Hi there LUMIX Experience users!
Phil Surbey here – I’m back! Fresh from co-judging the Photographer of the Year double competition – for which, see the results here – it’s time for another article on a specific type of shoot and, of course, this month’s related Photo Challenge.
I’ve been trawling through my archives to set a theme for this month’s competition and I’m asking you to shoot at dawn or dusk. One of life’s everyday pleasures is being up at the crack of dawn to see in the new day, or out and about at the opposite end to watch the sun go down. And, obviously, enthusiasts like us know to have our cameras at the ready to capture these spectacular moments!
October is normally a pretty good time of the year to get great light for either of these two special times of day and, of course, there is the added bonus of not having to be up at four in the morning. That’s because the sun rises quite late – and it is also going down increasingly early as winter begins to draw in. So, it seemed like the perfect choice for the competition this time around – don’t forget you can win great prizes, so please send me your best shot.
So what then, for me, makes a good sunset or dawn image? I think good shots with lots of colour in the sky need some contrast in the foreground, to lead you into the scene. To illustrate my point, have a look at the first three of my photos here. The dark shadowed land in the foreground is setting the expansive view.
These shots nos.1-3 were taken at Saunton Beach in North Devon, a truly beautiful part of the country.
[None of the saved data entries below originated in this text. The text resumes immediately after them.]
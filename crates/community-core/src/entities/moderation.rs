//! Moderation entities - warnings, bans, and the audit trail
//!
//! Warnings are append-only and never deleted. A ban is *active* iff
//! `is_active` is set and the expiry, when present, lies in the future;
//! expiry is computed lazily at query time and never materialized back
//! into the row. Moderation actions form a bounded, append-only audit log.

use chrono::{DateTime, Utc};
use serde::{Deserialize, Serialize};
use serde_json::Value as JsonValue;

/// Severity of a warning, set by the issuing moderator
#[derive(Debug, Clone, Copy, PartialEq, Eq, Serialize, Deserialize)]
#[serde(rename_all = "lowercase")]
pub enum WarningLevel {
    Minor,
    Moderate,
    Severe,
}

/// Warning issued to a user within a group, append-only
#[derive(Debug, Clone, PartialEq, Serialize, Deserialize)]
#[serde(rename_all = "camelCase")]
pub struct GroupWarning {
    pub id: String,
    pub group_id: String,
    pub user_id: String,
    pub level: WarningLevel,
    pub reason: String,
    #[serde(skip_serializing_if = "Option::is_none")]
    pub notes: Option<String>,
    pub issued_by: String,
    pub created_at: DateTime<Utc>,
}

impl GroupWarning {
    pub fn new(
        id: impl Into<String>,
        group_id: impl Into<String>,
        user_id: impl Into<String>,
        level: WarningLevel,
        reason: impl Into<String>,
        issued_by: impl Into<String>,
    ) -> Self {
        Self {
            id: id.into(),
            group_id: group_id.into(),
            user_id: user_id.into(),
            level,
            reason: reason.into(),
            notes: None,
            issued_by: issued_by.into(),
            created_at: Utc::now(),
        }
    }
}

/// Ban of a user from a group
///
/// Revoking a ban flips `is_active` to false; the row is kept for history.
#[derive(Debug, Clone, PartialEq, Serialize, Deserialize)]
#[serde(rename_all = "camelCase")]
pub struct GroupBan {
    pub id: String,
    pub group_id: String,
    pub user_id: String,
    pub reason: String,
    pub banned_by: String,
    #[serde(skip_serializing_if = "Option::is_none")]
    pub expires_at: Option<DateTime<Utc>>,
    pub is_active: bool,
    pub created_at: DateTime<Utc>,
}

impl GroupBan {
    pub fn new(
        id: impl Into<String>,
        group_id: impl Into<String>,
        user_id: impl Into<String>,
        reason: impl Into<String>,
        banned_by: impl Into<String>,
        expires_at: Option<DateTime<Utc>>,
    ) -> Self {
        Self {
            id: id.into(),
            group_id: group_id.into(),
            user_id: user_id.into(),
            reason: reason.into(),
            banned_by: banned_by.into(),
            expires_at,
            is_active: true,
            created_at: Utc::now(),
        }
    }

    /// Active iff not revoked and not expired as of `now`
    #[inline]
    pub fn is_active_at(&self, now: DateTime<Utc>) -> bool {
        self.is_active && self.expires_at.is_none_or(|expires| expires > now)
    }
}

/// Kind of moderation action recorded in the audit log
#[derive(Debug, Clone, Copy, PartialEq, Eq, Serialize, Deserialize)]
#[serde(rename_all = "lowercase")]
pub enum ModerationActionType {
    Warn,
    Ban,
    Unban,
    Kick,
}

/// Audit log entry, capped at 1000 entries per group
#[derive(Debug, Clone, PartialEq, Serialize, Deserialize)]
#[serde(rename_all = "camelCase")]
pub struct ModerationAction {
    pub id: String,
    pub group_id: String,
    pub action_type: ModerationActionType,
    pub target_id: String,
    pub target_type: String,
    pub performed_by: String,
    #[serde(skip_serializing_if = "Option::is_none")]
    pub reason: Option<String>,
    #[serde(skip_serializing_if = "Option::is_none")]
    pub metadata: Option<JsonValue>,
    pub timestamp: DateTime<Utc>,
}

impl ModerationAction {
    pub fn new(
        id: impl Into<String>,
        group_id: impl Into<String>,
        action_type: ModerationActionType,
        target_id: impl Into<String>,
        target_type: impl Into<String>,
        performed_by: impl Into<String>,
    ) -> Self {
        Self {
            id: id.into(),
            group_id: group_id.into(),
            action_type,
            target_id: target_id.into(),
            target_type: target_type.into(),
            performed_by: performed_by.into(),
            reason: None,
            metadata: None,
            timestamp: Utc::now(),
        }
    }

    pub fn with_reason(mut self, reason: impl Into<String>) -> Self {
        self.reason = Some(reason.into());
        self
    }
}

#[cfg(test)]
mod tests {
    use super::*;
    use chrono::Duration;

    #[test]
    fn test_new_ban_is_active() {
        let ban = GroupBan::new("b1", "g1", "u1", "spam", "mod1", None);
        assert!(ban.is_active_at(Utc::now()));
    }

    #[test]
    fn test_revoked_ban_is_inactive() {
        let mut ban = GroupBan::new("b1", "g1", "u1", "spam", "mod1", None);
        ban.is_active = false;
        assert!(!ban.is_active_at(Utc::now()));
    }

    #[test]
    fn test_ban_expiry_is_lazy() {
        let now = Utc::now();
        let ban = GroupBan::new("b1", "g1", "u1", "spam", "mod1", Some(now + Duration::days(7)));
        assert!(ban.is_active_at(now));
        assert!(!ban.is_active_at(now + Duration::days(8)));
        // The row itself is untouched by expiry
        assert!(ban.is_active);
    }

    #[test]
    fn test_expiry_boundary_is_exclusive() {
        let now = Utc::now();
        let ban = GroupBan::new("b1", "g1", "u1", "spam", "mod1", Some(now));
        assert!(!ban.is_active_at(now));
    }

    #[test]
    fn test_action_with_reason() {
        let action = ModerationAction::new("a1", "g1", ModerationActionType::Warn, "u1", "user", "mod1")
            .with_reason("be kind");
        assert_eq!(action.reason.as_deref(), Some("be kind"));
        assert_eq!(action.action_type, ModerationActionType::Warn);
    }

    #[test]
    fn test_action_type_serde() {
        let json = serde_json::to_string(&ModerationActionType::Unban).unwrap();
        assert_eq!(json, "\"unban\"");
    }
}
Sometimes here, the light can be especially good after the sun has actually dipped below the horizon, as shown with shot no.3. Sometimes it is hard to know (unless you are familiar with the scenery and know your East from West!) whether it’s a sunrise or a sunset shot you are looking at.
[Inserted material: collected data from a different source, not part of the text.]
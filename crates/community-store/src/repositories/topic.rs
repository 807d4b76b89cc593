//! Topic repository
//!
//! Creation and deletion keep `Group.topic_count` in step.

use tracing::instrument;

use community_core::entities::{GroupTopic, GroupTopicPatch};
use community_core::error::{DomainError, DomainResult};
use community_core::StorageAdapterExt;

use crate::{integrity, keys, SharedAdapter};

/// Repository for `GroupTopic` rows
#[derive(Clone)]
pub struct TopicRepository {
    adapter: SharedAdapter,
}

impl TopicRepository {
    /// Create a new TopicRepository
    pub fn new(adapter: SharedAdapter) -> Self {
        Self { adapter }
    }

    fn load(&self) -> DomainResult<Vec<GroupTopic>> {
        self.adapter.read_collection(keys::GROUP_TOPICS)
    }

    fn store(&self, rows: &[GroupTopic]) -> DomainResult<()> {
        self.adapter.write_collection(keys::GROUP_TOPICS, rows)
    }

    #[instrument(skip(self))]
    pub fn list(&self) -> DomainResult<Vec<GroupTopic>> {
        self.load()
    }

    #[instrument(skip(self))]
    pub fn find(&self, id: &str) -> DomainResult<Option<GroupTopic>> {
        Ok(self.load()?.into_iter().find(|t| t.id == id))
    }

    #[instrument(skip(self))]
    pub fn list_by_group(&self, group_id: &str) -> DomainResult<Vec<GroupTopic>> {
        Ok(self
            .load()?
            .into_iter()
            .filter(|t| t.group_id == group_id)
            .collect())
    }

    /// Replies nested under a root topic (one level of threading)
    #[instrument(skip(self))]
    pub fn replies_of(&self, parent_topic_id: &str) -> DomainResult<Vec<GroupTopic>> {
        Ok(self
            .load()?
            .into_iter()
            .filter(|t| t.parent_topic_id.as_deref() == Some(parent_topic_id))
            .collect())
    }

    #[instrument(skip(self, topic))]
    pub fn add(&self, topic: GroupTopic) -> DomainResult<()> {
        let group_id = topic.group_id.clone();
        let mut rows = self.load()?;
        rows.push(topic);
        self.store(&rows)?;
        integrity::bump_topic_count(self.adapter.as_ref(), &group_id, true)
    }

    #[instrument(skip(self, patch))]
    pub fn update(&self, id: &str, patch: GroupTopicPatch) -> DomainResult<GroupTopic> {
        let mut rows = self.load()?;
        let topic = rows
            .iter_mut()
            .find(|t| t.id == id)
            .ok_or_else(|| DomainError::TopicNotFound(id.to_string()))?;
        topic.apply(patch);
        let updated = topic.clone();
        self.store(&rows)?;
        Ok(updated)
    }

    #[instrument(skip(self))]
    pub fn remove(&self, id: &str) -> DomainResult<()> {
        let mut rows = self.load()?;
        let Some(index) = rows.iter().position(|t| t.id == id) else {
            return Err(DomainError::TopicNotFound(id.to_string()));
        };
        let removed = rows.remove(index);
        self.store(&rows)?;
        integrity::bump_topic_count(self.adapter.as_ref(), &removed.group_id, false)
    }
}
My shot no.4 is a view from a hotel window in Lucca in Italy. Lovely place, lovely view, lovely Light. They say Tuscany has a certain quality of sunlight found nowhere else – it’s often mentioned when discussing the great Renaissance artists who chose to paint here and to attempt to capture it in their work. Well, I may not be an Old Master or a genius like Leonardo da Vinci, but I do appreciate what they mean about the light and the superbly rich colours it creates!
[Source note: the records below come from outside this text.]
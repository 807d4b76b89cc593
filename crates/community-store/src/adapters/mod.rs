//! Storage adapter implementations

mod json_file;
mod memory;

pub use json_file::JsonFileAdapter;
pub use memory::MemoryAdapter;
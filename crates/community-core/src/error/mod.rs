//! Domain error taxonomy

mod domain_error;

pub use domain_error::{DomainError, DomainResult};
Shots 5 and 6 – regular readers will know already about my passion for sports cars – were both taken at dusk. I love it when there’s still enough light to shoot fairly neutral-colour shots, but with a hue of the setting sun. I’ve employed a little post-production here, but the last rays of the day do most of the work. I am a big fan of shots such as this where you can see the engineering perfection, the clearly defined lines of the bodywork.
And now, as they say, for something completely different – shot no.7 is a scene at the top of Calton Hill, overlooking Edinburgh. I took it nearing sunset but shooting into the low sun, which was behind the clouds and so created these lovely silhouetted figures amongst the architecture. A shot like this needs to taken quickly – as soon as the people milling around are positioned sympathetically to their surroundings.
The next shot is, obviously, New York at dusk – and I defy anyone not to get great shots in The Big Apple! It was taken at the front of Grand Central Station, looking up at the decorative roof ornamentation and on to the illuminated Chrysler Building, just before full darkness to get that delicious equal balance of natural light and artificial light, just so.
My final shot here, no.9, is of a very magical place, Marigot Bay on St Lucia. I was fortunate enough to be here in the Caribbean on a week’s shoot to promote a staple local crop, bananas. This image has been enhanced by shooting through a Cokin Sunset graduated filter. It was a good sunset… of course it was! But I felt it needed some in-camera help, hence the use of the filter. Never be afraid to deploy your kit!
Well, I hope one of my pictures will inspire you to get out there and shoot some amazing views for yourselves. I look forward to judging the entries for this month as ever. The subject is entirely up to you; the point being the time of day in which you are shooting it. And remember to take a look at the 2015 LUMIX Photographer of the Year winning entry, a wonderful shot called If At First You Don’t Succeed… – and the other top shots – if you need any more inspiration.